### Supplied entries

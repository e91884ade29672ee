use chrono::Utc;
use sea_orm::{
    sea_query::OnConflict, ActiveValue, ConnectionTrait, DbErr, EntityTrait, TryInsertResult,
};

use crate::model::retailer::RetailerRecord;

/// Writes retailers.
pub struct RetailerRepository<'a, C: ConnectionTrait> {
    db: &'a C,
}

impl<'a, C: ConnectionTrait> RetailerRepository<'a, C> {
    /// Create a repository over `db`
    pub fn new(db: &'a C) -> Self {
        Self { db }
    }

    /// Insert a retailer unless one with the same slug already exists
    pub async fn upsert(&self, retailer: &RetailerRecord) -> Result<bool, DbErr> {
        let now = Utc::now().naive_utc();

        let result = entity::prelude::Retailer::insert(entity::retailer::ActiveModel {
            slug: ActiveValue::Set(retailer.slug.clone()),
            name: ActiveValue::Set(retailer.name.clone()),
            url: ActiveValue::Set(retailer.url.clone()),
            description: ActiveValue::Set(retailer.description.clone()),
            notes: ActiveValue::Set(retailer.notes.clone()),
            is_digital: ActiveValue::Set(retailer.is_digital),
            ships_international: ActiveValue::Set(retailer.ships_international),
            created_at: ActiveValue::Set(now),
            updated_at: ActiveValue::Set(now),
            ..Default::default()
        })
        .on_conflict(
            OnConflict::column(entity::retailer::Column::Slug)
                .do_nothing()
                .to_owned(),
        )
        .do_nothing()
        .exec(self.db)
        .await?;

        Ok(matches!(result, TryInsertResult::Inserted(_)))
    }
}
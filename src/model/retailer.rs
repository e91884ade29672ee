//! Retailer records.

use serde::Deserialize;

use crate::model::lenient::{blank_as_none, null_as_default};

/// Entry of `retailers.json`.
#[derive(Debug, Clone, Default, PartialEq, Eq, Deserialize)]
#[serde(default)]
pub struct RetailerRecord {
    pub slug: String,
    pub name: String,
    #[serde(deserialize_with = "blank_as_none")]
    pub url: Option<String>,
    #[serde(deserialize_with = "blank_as_none")]
    pub description: Option<String>,
    #[serde(deserialize_with = "blank_as_none")]
    pub notes: Option<String>,
    #[serde(deserialize_with = "null_as_default")]
    pub is_digital: bool,
    #[serde(deserialize_with = "null_as_default")]
    pub ships_international: bool,
}
//! Crossover event records.

use serde::Deserialize;

use crate::model::lenient::{blank_as_none, null_as_default};

/// Entry of `events.json`. The era reference is optional.
#[derive(Debug, Clone, Default, PartialEq, Eq, Deserialize)]
#[serde(default)]
pub struct EventRecord {
    pub slug: String,
    pub name: String,
    #[serde(deserialize_with = "null_as_default")]
    pub year: i32,
    #[serde(deserialize_with = "blank_as_none")]
    pub core_issues: Option<String>,
    pub importance: String,
    #[serde(deserialize_with = "blank_as_none")]
    pub synopsis: Option<String>,
    #[serde(deserialize_with = "blank_as_none")]
    pub impact: Option<String>,
    #[serde(deserialize_with = "blank_as_none")]
    pub prerequisites: Option<String>,
    #[serde(deserialize_with = "blank_as_none")]
    pub consequences: Option<String>,
    #[serde(deserialize_with = "blank_as_none")]
    pub era_slug: Option<String>,
    #[serde(deserialize_with = "null_as_default")]
    pub tags: Vec<String>,
}
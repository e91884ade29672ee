use sea_orm_migration::{prelude::*, schema::*};

use crate::{
    m20261019_000004_collected_edition::CollectedEdition,
    m20261019_000010_reading_path::ReadingPath,
};

static IDX_READING_PATH_ENTRY_EDITION_ID: &str = "idx_reading_path_entry_edition_id";
static FK_READING_PATH_ENTRY_PATH_ID: &str = "fk_reading_path_entry_path_id";
static FK_READING_PATH_ENTRY_EDITION_ID: &str = "fk_reading_path_entry_edition_id";

#[derive(DeriveMigrationName)]
pub struct Migration;

#[async_trait::async_trait]
impl MigrationTrait for Migration {
    async fn up(&self, manager: &SchemaManager) -> Result<(), DbErr> {
        manager
            .create_table(
                Table::create()
                    .table(ReadingPathEntry::Table)
                    .if_not_exists()
                    .col(integer(ReadingPathEntry::PathId))
                    .col(integer(ReadingPathEntry::Position))
                    .col(integer(ReadingPathEntry::EditionId))
                    .col(text_null(ReadingPathEntry::Note))
                    .col(boolean(ReadingPathEntry::IsOptional))
                    .col(timestamp(ReadingPathEntry::CreatedAt))
                    .primary_key(
                        Index::create()
                            .col(ReadingPathEntry::PathId)
                            .col(ReadingPathEntry::Position),
                    )
                    .to_owned(),
            )
            .await?;

        manager
            .create_index(
                Index::create()
                    .name(IDX_READING_PATH_ENTRY_EDITION_ID)
                    .table(ReadingPathEntry::Table)
                    .col(ReadingPathEntry::EditionId)
                    .to_owned(),
            )
            .await?;

        manager
            .create_foreign_key(
                ForeignKey::create()
                    .name(FK_READING_PATH_ENTRY_PATH_ID)
                    .from_tbl(ReadingPathEntry::Table)
                    .from_col(ReadingPathEntry::PathId)
                    .to_tbl(ReadingPath::Table)
                    .to_col(ReadingPath::Id)
                    .on_delete(ForeignKeyAction::Cascade)
                    .to_owned(),
            )
            .await?;

        manager
            .create_foreign_key(
                ForeignKey::create()
                    .name(FK_READING_PATH_ENTRY_EDITION_ID)
                    .from_tbl(ReadingPathEntry::Table)
                    .from_col(ReadingPathEntry::EditionId)
                    .to_tbl(CollectedEdition::Table)
                    .to_col(CollectedEdition::Id)
                    .on_delete(ForeignKeyAction::Cascade)
                    .to_owned(),
            )
            .await?;

        Ok(())
    }

    async fn down(&self, manager: &SchemaManager) -> Result<(), DbErr> {
        manager
            .drop_foreign_key(
                ForeignKey::drop()
                    .name(FK_READING_PATH_ENTRY_EDITION_ID)
                    .table(ReadingPathEntry::Table)
                    .to_owned(),
            )
            .await?;

        manager
            .drop_foreign_key(
                ForeignKey::drop()
                    .name(FK_READING_PATH_ENTRY_PATH_ID)
                    .table(ReadingPathEntry::Table)
                    .to_owned(),
            )
            .await?;

        manager
            .drop_index(
                Index::drop()
                    .name(IDX_READING_PATH_ENTRY_EDITION_ID)
                    .table(ReadingPathEntry::Table)
                    .to_owned(),
            )
            .await?;

        manager
            .drop_table(Table::drop().table(ReadingPathEntry::Table).to_owned())
            .await?;

        Ok(())
    }
}

#[derive(DeriveIden)]
pub enum ReadingPathEntry {
    #[sea_orm(iden = "reading_path_entries")]
    Table,
    PathId,
    Position,
    EditionId,
    Note,
    IsOptional,
    CreatedAt,
}
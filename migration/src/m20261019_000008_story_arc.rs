use sea_orm_migration::{prelude::*, schema::*};

use crate::m20261019_000001_era::Era;

static IDX_STORY_ARC_ERA_ID: &str = "idx_story_arc_era_id";
static FK_STORY_ARC_ERA_ID: &str = "fk_story_arc_era_id";

#[derive(DeriveMigrationName)]
pub struct Migration;

#[async_trait::async_trait]
impl MigrationTrait for Migration {
    async fn up(&self, manager: &SchemaManager) -> Result<(), DbErr> {
        manager
            .create_table(
                Table::create()
                    .table(StoryArc::Table)
                    .if_not_exists()
                    .col(pk_auto(StoryArc::Id))
                    .col(string_uniq(StoryArc::Slug))
                    .col(string(StoryArc::Name))
                    .col(string_null(StoryArc::Issues))
                    .col(integer_null(StoryArc::EraId))
                    .col(string(StoryArc::Importance))
                    .col(text_null(StoryArc::Synopsis))
                    .col(json_binary(StoryArc::Tags))
                    .col(timestamp(StoryArc::CreatedAt))
                    .col(timestamp(StoryArc::UpdatedAt))
                    .to_owned(),
            )
            .await?;

        manager
            .create_index(
                Index::create()
                    .name(IDX_STORY_ARC_ERA_ID)
                    .table(StoryArc::Table)
                    .col(StoryArc::EraId)
                    .to_owned(),
            )
            .await?;

        manager
            .create_foreign_key(
                ForeignKey::create()
                    .name(FK_STORY_ARC_ERA_ID)
                    .from_tbl(StoryArc::Table)
                    .from_col(StoryArc::EraId)
                    .to_tbl(Era::Table)
                    .to_col(Era::Id)
                    .on_delete(ForeignKeyAction::SetNull)
                    .to_owned(),
            )
            .await?;

        Ok(())
    }

    async fn down(&self, manager: &SchemaManager) -> Result<(), DbErr> {
        manager
            .drop_foreign_key(
                ForeignKey::drop()
                    .name(FK_STORY_ARC_ERA_ID)
                    .table(StoryArc::Table)
                    .to_owned(),
            )
            .await?;

        manager
            .drop_index(
                Index::drop()
                    .name(IDX_STORY_ARC_ERA_ID)
                    .table(StoryArc::Table)
                    .to_owned(),
            )
            .await?;

        manager
            .drop_table(Table::drop().table(StoryArc::Table).to_owned())
            .await?;

        Ok(())
    }
}

#[derive(DeriveIden)]
pub enum StoryArc {
    #[sea_orm(iden = "story_arcs")]
    Table,
    Id,
    Slug,
    Name,
    Issues,
    EraId,
    Importance,
    Synopsis,
    Tags,
    CreatedAt,
    UpdatedAt,
}
use super::*;

/// Expect resources to be keyed by name
#[tokio::test]
async fn inserts_resource_once_per_name() -> Result<(), TestError> {
    let test = TestBuilder::new()
        .with_table(entity::prelude::Resource)
        .build()
        .await?;
    let resource: ResourceRecord = serde_json::from_value(factory::resource("Marvel Fandom"))?;

    let resource_repo = ResourceRepository::new(&test.db);
    let first = resource_repo.upsert(&resource).await?;
    let second = resource_repo
        .upsert(&ResourceRecord {
            url: Some("https://example.org".to_string()),
            ..resource.clone()
        })
        .await?;

    assert!(first);
    assert!(!second);
    let stored = entity::prelude::Resource::find()
        .one(&test.db)
        .await?
        .unwrap();
    assert_eq!(stored.url, resource.url);

    Ok(())
}
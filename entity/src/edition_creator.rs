use sea_orm::entity::prelude::*;

#[derive(Clone, Debug, PartialEq, Eq, DeriveEntityModel)]
#[sea_orm(table_name = "edition_creators")]
pub struct Model {
    #[sea_orm(primary_key, auto_increment = false)]
    pub edition_id: i32,
    #[sea_orm(primary_key, auto_increment = false)]
    pub creator_id: i32,
    #[sea_orm(primary_key, auto_increment = false)]
    pub role: String,
    pub created_at: DateTime,
}

#[derive(Copy, Clone, Debug, EnumIter, DeriveRelation)]
pub enum Relation {
    #[sea_orm(
        belongs_to = "super::collected_edition::Entity",
        from = "Column::EditionId",
        to = "super::collected_edition::Column::Id",
        on_update = "NoAction",
        on_delete = "Cascade"
    )]
    CollectedEdition,
    #[sea_orm(
        belongs_to = "super::creator::Entity",
        from = "Column::CreatorId",
        to = "super::creator::Column::Id",
        on_update = "NoAction",
        on_delete = "Cascade"
    )]
    Creator,
}

impl Related<super::collected_edition::Entity> for Entity {
    fn to() -> RelationDef {
        Relation::CollectedEdition.def()
    }
}

impl Related<super::creator::Entity> for Entity {
    fn to() -> RelationDef {
        Relation::Creator.def()
    }
}

impl ActiveModelBehavior for ActiveModel {}
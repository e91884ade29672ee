//! Process bootstrap: logging and database connection.

use migration::{Migrator, MigratorTrait};
use sea_orm::{ConnectOptions, Database, DatabaseConnection};
use tracing_subscriber::EnvFilter;

use crate::{config::Config, error::Error};

/// Install the global tracing subscriber.
///
/// Filtering follows `RUST_LOG` and defaults to `info` so per-stage counts and
/// skipped-record warnings are always visible.
pub fn init_tracing() {
    let filter = EnvFilter::try_from_default_env().unwrap_or_else(|_| EnvFilter::new("info"));

    tracing_subscriber::fmt()
        .with_env_filter(filter)
        .with_target(false)
        .init();
}

/// Connect to the database and run migrations
pub async fn connect_to_database(config: &Config) -> Result<DatabaseConnection, Error> {
    let mut opt = ConnectOptions::new(&config.database_url);
    opt.sqlx_logging(false);

    let db = Database::connect(opt).await?;
    db.ping().await?;

    Migrator::up(&db, None).await?;

    Ok(db)
}
//! Character records.

use serde::Deserialize;

use crate::model::lenient::{blank_as_none, null_as_default};

/// Universe assigned to characters that do not name one.
pub static DEFAULT_UNIVERSE: &str = "Earth-616";

/// Entry of `characters.json`.
#[derive(Debug, Clone, Default, PartialEq, Eq, Deserialize)]
#[serde(default)]
pub struct CharacterRecord {
    pub slug: String,
    pub name: String,
    #[serde(deserialize_with = "null_as_default")]
    pub aliases: Vec<String>,
    #[serde(deserialize_with = "blank_as_none")]
    pub first_appearance_issue: Option<String>,
    #[serde(deserialize_with = "blank_as_none")]
    pub universe: Option<String>,
    #[serde(deserialize_with = "null_as_default")]
    pub teams: Vec<String>,
    #[serde(deserialize_with = "blank_as_none")]
    pub description: Option<String>,
}

impl CharacterRecord {
    pub fn universe(&self) -> &str {
        self.universe.as_deref().unwrap_or(DEFAULT_UNIVERSE)
    }
}
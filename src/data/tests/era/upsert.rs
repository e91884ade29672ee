use super::*;

/// Expect Ok when upserting a new era
#[tokio::test]
async fn creates_new_era() -> Result<(), TestError> {
    let test = TestBuilder::new()
        .with_table(entity::prelude::Era)
        .build()
        .await?;
    let era: EraRecord = serde_json::from_value(factory::era("silver-age", "Silver Age"))?;

    let era_repo = EraRepository::new(&test.db);
    let result = era_repo.upsert(&era).await;

    assert!(result.is_ok());
    let created = result.unwrap();
    assert_eq!(created.slug, "silver-age");
    assert_eq!(created.name, "Silver Age");
    assert_eq!(created.year_start, 1961);
    assert_eq!(created.subtitle.as_deref(), Some("The Marvel Age"));

    Ok(())
}

/// Expect only the name to change when upserting an existing slug
#[tokio::test]
async fn updates_only_name_of_existing_era() -> Result<(), TestError> {
    let test = TestBuilder::new()
        .with_table(entity::prelude::Era)
        .build()
        .await?;
    let era: EraRecord = serde_json::from_value(factory::era("silver-age", "Silver Age"))?;
    let era_repo = EraRepository::new(&test.db);
    let initial = era_repo.upsert(&era).await?;

    let renamed = EraRecord {
        name: "The Silver Age".to_string(),
        year_start: 1956,
        color: Some("#000000".to_string()),
        ..era
    };
    let updated = era_repo.upsert(&renamed).await?;

    assert_eq!(updated.id, initial.id);
    assert_eq!(updated.name, "The Silver Age");
    assert_eq!(updated.year_start, initial.year_start);
    assert_eq!(updated.color, initial.color);
    assert_eq!(test.count(entity::prelude::Era).await?, 1);

    Ok(())
}

/// Expect the upsert to return the row for its own slug when several eras exist
#[tokio::test]
async fn returns_row_for_own_slug() -> Result<(), TestError> {
    let test = TestBuilder::new()
        .with_table(entity::prelude::Era)
        .build()
        .await?;
    let era_repo = EraRepository::new(&test.db);
    let golden: EraRecord = serde_json::from_value(factory::era("golden-age", "Golden Age"))?;
    let silver: EraRecord = serde_json::from_value(factory::era("silver-age", "Silver Age"))?;
    let golden_model = era_repo.upsert(&golden).await?;
    let silver_model = era_repo.upsert(&silver).await?;

    let again = era_repo.upsert(&golden).await?;

    assert_eq!(again.id, golden_model.id);
    assert_ne!(again.id, silver_model.id);

    Ok(())
}

/// Expect Error when upserting without the table
#[tokio::test]
async fn fails_when_tables_missing() -> Result<(), TestError> {
    let test = TestBuilder::new().build().await?;
    let era: EraRecord = serde_json::from_value(factory::era("silver-age", "Silver Age"))?;

    let era_repo = EraRepository::new(&test.db);
    let result = era_repo.upsert(&era).await;

    assert!(result.is_err());

    Ok(())
}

######

• Instructions for the task:
Please give back only the lines between the first line of the entries and the line with "Create a repository", both ends included, word for word.

• Solution below:
repository e91884ade29672ee
use chrono::Utc;
use sea_orm::{
    sea_query::OnConflict, ActiveValue, ConnectionTrait, DbErr, EntityTrait, TryInsertResult,
};

use crate::model::retailer::RetailerRecord;

/// Writes retailers.
pub struct RetailerRepository<'a, C: ConnectionTrait> {
    db: &'a C,
}

impl<'a, C: ConnectionTrait> RetailerRepository<'a, C> {
    /// Create a repository over `db`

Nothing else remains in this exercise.